本发明的各种载体蛋白包括,例如,毒素和类毒素(化学的或遗传的),其可以是或者不是突变体,如炭疽热毒素、PA和DNI(PharmAthene,Inc.)、白喉类毒素(MassachusettsState BiologicalLabs;Serum Institute of India,Ltd.)或CRM 197、破伤风毒素、破伤风类毒素(Massachusetts State Biological Labs;Serum Institute of India,Ltd.)、破伤风毒素片段Z、铜绿假单胞菌(Pseudomonas aeruginosa)外毒素A或外毒素A突变体、细菌鞭毛蛋白、肺炎球菌溶血素、脑膜炎奈瑟氏球菌(Neisseria meningitidis)外膜蛋白(菌株由ATCC提供(美国典型培养物中心,Manassas,VA))、铜绿假单胞菌(Pseudomonasaeruginosa)Hcp1蛋白、大肠杆菌(Escherichia coli)热不稳定肠毒素、志贺样毒素、人LTB蛋白、来自完整细菌细胞的蛋白提取物、可通过接头进行交联的任何其它蛋白。

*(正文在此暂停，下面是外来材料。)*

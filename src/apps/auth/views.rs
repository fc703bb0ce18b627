use helpdesk_auth::authenticate;
use helpdesk_http::{Error, Request, Response, Result};

use super::serializers::{AuthPayload, LoginInput};
use crate::config::state::AppState;

/// Exchange a username and password for a bearer token
pub async fn login(state: &AppState, request: &Request) -> Result<Response> {
	let (username, password) = request.json::<LoginInput>()?.validate()?;

	let identity = authenticate(
		state.credentials.as_ref(),
		state.hasher.clone(),
		&username,
		&password,
	)
	.await
	.map_err(Error::from)?;
	let token = state.tokens.issue(&identity).map_err(Error::from)?;

	tracing::info!(username = %identity.username, role = %identity.role, "user logged in");

	Response::ok().with_json(&AuthPayload {
		token,
		user: identity.into(),
	})
}
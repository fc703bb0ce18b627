//! # Helpdesk Auth
//!
//! Everything needed to turn a username/password or a bearer token into an
//! [`Identity`]:
//!
//! - [`credentials`]: the [`CredentialStore`] seam and login verification
//! - [`hasher`]: Argon2id password hashing behind the [`PasswordHasher`] trait
//! - [`jwt`]: HS256 tokens behind the [`TokenService`] trait
//! - [`permissions`]: stateless role and ownership predicates
//!
//! ## Example
//!
//! ```
//! use helpdesk_auth::{Identity, JwtAuth, Role, TokenService};
//!
//! let tokens = JwtAuth::new(b"a-secret-of-at-least-16-bytes");
//! let alice = Identity::new("u7", "alice", Role::User);
//!
//! let token = tokens.issue(&alice).unwrap();
//! assert_eq!(tokens.verify(&token).unwrap(), alice);
//! ```

pub mod credentials;
pub mod error;
pub mod hasher;
pub mod identity;
pub mod jwt;
pub mod permissions;

pub use credentials::{CredentialStore, InMemoryCredentialStore, UserRecord, authenticate};
pub use error::AuthError;
pub use hasher::{Argon2Hasher, PasswordHasher};
pub use identity::{Identity, Role};
pub use jwt::{Claims, JwtAuth, TokenService};
pub use permissions::{Owned, can_view, is_admin, is_owner};
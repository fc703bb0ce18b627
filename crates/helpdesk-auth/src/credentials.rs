//! Credential storage and login verification

use crate::error::AuthError;
use crate::hasher::PasswordHasher;
use crate::identity::{Identity, Role};
use async_trait::async_trait;
use parking_lot::RwLock;
use std::collections::HashMap;
use std::sync::Arc;

/// A stored user account
#[derive(Debug, Clone, PartialEq, Eq)]
pub struct UserRecord {
	pub id: String,
	pub username: String,
	pub role: Role,
	pub password_hash: String,
}

impl UserRecord {
	pub fn identity(&self) -> Identity {
		Identity::new(self.id.clone(), self.username.clone(), self.role)
	}
}

/// Lookup of user accounts by username
#[async_trait]
pub trait CredentialStore: Send + Sync {
	async fn find_by_username(&self, username: &str) -> Option<UserRecord>;
}

/// Credential store backed by a map, used for the demo accounts and tests
#[derive(Debug, Default)]
pub struct InMemoryCredentialStore {
	users: RwLock<HashMap<String, UserRecord>>,
}

impl InMemoryCredentialStore {
	pub fn new() -> Self {
		Self::default()
	}

	/// Seed the two demo accounts: `user`/`user123` and `admin`/`admin123`
	pub fn with_demo_users(hasher: &dyn PasswordHasher) -> Result<Self, AuthError> {
		let store = Self::new();
		store.add_user("u1", "user", Role::User, &hasher.hash("user123")?);
		store.add_user("a1", "admin", Role::Admin, &hasher.hash("admin123")?);
		Ok(store)
	}

	/// Insert or replace an account
	pub fn add_user(&self, id: &str, username: &str, role: Role, password_hash: &str) {
		self.users.write().insert(
			username.to_string(),
			UserRecord {
				id: id.to_string(),
				username: username.to_string(),
				role,
				password_hash: password_hash.to_string(),
			},
		);
	}

	pub fn len(&self) -> usize {
		self.users.read().len()
	}

	pub fn is_empty(&self) -> bool {
		self.users.read().is_empty()
	}
}

#[async_trait]
impl CredentialStore for InMemoryCredentialStore {
	async fn find_by_username(&self, username: &str) -> Option<UserRecord> {
		self.users.read().get(username).cloned()
	}
}

/// Verify a username/password pair.
///
/// Unknown users and wrong passwords fail the same way. Hash verification
/// runs on the blocking pool so a login does not stall the async workers.
pub async fn authenticate(
	store: &dyn CredentialStore,
	hasher: Arc<dyn PasswordHasher>,
	username: &str,
	password: &str,
) -> Result<Identity, AuthError> {
	let Some(record) = store.find_by_username(username).await else {
		tracing::debug!(username, "login for unknown user");
		return Err(AuthError::InvalidCredentials);
	};

	let password = password.to_string();
	let hash = record.password_hash.clone();
	let matches = tokio::task::spawn_blocking(move || hasher.verify(&password, &hash))
		.await
		.map_err(|e| AuthError::Hashing(format!("verification task failed: {}", e)))??;

	if !matches {
		tracing::debug!(username, "login with wrong password");
		return Err(AuthError::InvalidCredentials);
	}

	Ok(record.identity())
}
//! Request handlers, grouped by the area of the API they serve

pub mod auth;
pub mod health;
pub mod tickets;
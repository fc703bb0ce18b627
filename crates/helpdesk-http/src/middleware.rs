//! Handler and middleware traits
//!
//! Middleware wraps a [`Handler`]; a [`MiddlewareChain`] folds a list of
//! middleware around a final handler and is itself a handler.

use async_trait::async_trait;
use helpdesk_core::exception::Result;
use std::sync::Arc;

use crate::{Request, Response};

/// Turns a request into a response
#[async_trait]
pub trait Handler: Send + Sync {
	async fn handle(&self, request: Request) -> Result<Response>;
}

#[async_trait]
impl<T: Handler + ?Sized> Handler for Arc<T> {
	async fn handle(&self, request: Request) -> Result<Response> {
		(**self).handle(request).await
	}
}

/// Wraps a handler, possibly answering without calling it
#[async_trait]
pub trait Middleware: Send + Sync {
	async fn process(&self, request: Request, next: Arc<dyn Handler>) -> Result<Response>;

	/// Skip this middleware entirely for `request` when false
	fn should_continue(&self, _request: &Request) -> bool {
		true
	}
}

/// A handler wrapped in an ordered list of middleware.
///
/// # Examples
///
/// ```
/// use async_trait::async_trait;
/// use helpdesk_http::{Handler, MiddlewareChain, Request, Response, Result};
/// use std::sync::Arc;
///
/// struct Hello;
///
/// #[async_trait]
/// impl Handler for Hello {
///     async fn handle(&self, _request: Request) -> Result<Response> {
///         Ok(Response::ok().with_body("hello"))
///     }
/// }
///
/// let chain = MiddlewareChain::new(Arc::new(Hello));
/// assert!(chain.is_empty());
/// ```
pub struct MiddlewareChain {
	middlewares: Vec<Arc<dyn Middleware>>,
	handler: Arc<dyn Handler>,
}

impl MiddlewareChain {
	pub fn new(handler: Arc<dyn Handler>) -> Self {
		Self {
			middlewares: Vec::new(),
			handler,
		}
	}

	/// Add middleware; earlier additions wrap later ones
	pub fn with_middleware(mut self, middleware: Arc<dyn Middleware>) -> Self {
		self.middlewares.push(middleware);
		self
	}

	pub fn add_middleware(&mut self, middleware: Arc<dyn Middleware>) {
		self.middlewares.push(middleware);
	}

	pub fn len(&self) -> usize {
		self.middlewares.len()
	}

	pub fn is_empty(&self) -> bool {
		self.middlewares.is_empty()
	}
}

#[async_trait]
impl Handler for MiddlewareChain {
	async fn handle(&self, request: Request) -> Result<Response> {
		if self.middlewares.is_empty() {
			return self.handler.handle(request).await;
		}

		let mut current_handler = self.handler.clone();

		let active_middlewares: Vec<_> = self
			.middlewares
			.iter()
			.rev()
			.filter(|mw| mw.should_continue(&request))
			.collect();

		for middleware in active_middlewares {
			current_handler = Arc::new(ComposedHandler {
				middleware: middleware.clone(),
				next: current_handler,
			});
		}

		current_handler.handle(request).await
	}
}

struct ComposedHandler {
	middleware: Arc<dyn Middleware>,
	next: Arc<dyn Handler>,
}

#[async_trait]
impl Handler for ComposedHandler {
	async fn handle(&self, request: Request) -> Result<Response> {
		self.middleware.process(request, self.next.clone()).await
	}
}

理想地,所述载体蛋白是霍乱毒素B亚基(由SBL Vaccin AB提供)、白喉毒素(Connaught,Inc.)、破伤风毒素片段C(由Sigma Aldrich提供)、DNI、或来自大肠杆菌(Escherichiacoli)的β-半乳糖苷酶(由Sigma Aldrich提供)。其它期需的载体蛋白包括牛血清白蛋白(BSA)、P40和鸡核黄素。(除非另外指出,例示性载体蛋白从Sigma Aldrich购得)其它例示性载体蛋白是作为分支肽的MAP(多抗原肽)。通过使用MAP,交联密度由于多个分支的氨基酸残基而达到最大化。可用于形成MAP的例示性氨基酸为但不限于赖氨酸。
BSA和匙孔血蓝蛋白(KLH)在用动物进行试验的疫苗开发中通常 都被用作载体。已用于制备治疗疫苗的载体蛋白包括,但不限于许多致病菌毒素和它们的类毒素。实例包括白喉和破伤风毒素以及它们医学上可接受的相应的类毒素。其它候选载体蛋白是抗原上与称为交叉反应材料(CRM)的细菌毒素类似的蛋白质。本发明的载体蛋白还可包括任何非人源的和任何人类食物中不存在的蛋白。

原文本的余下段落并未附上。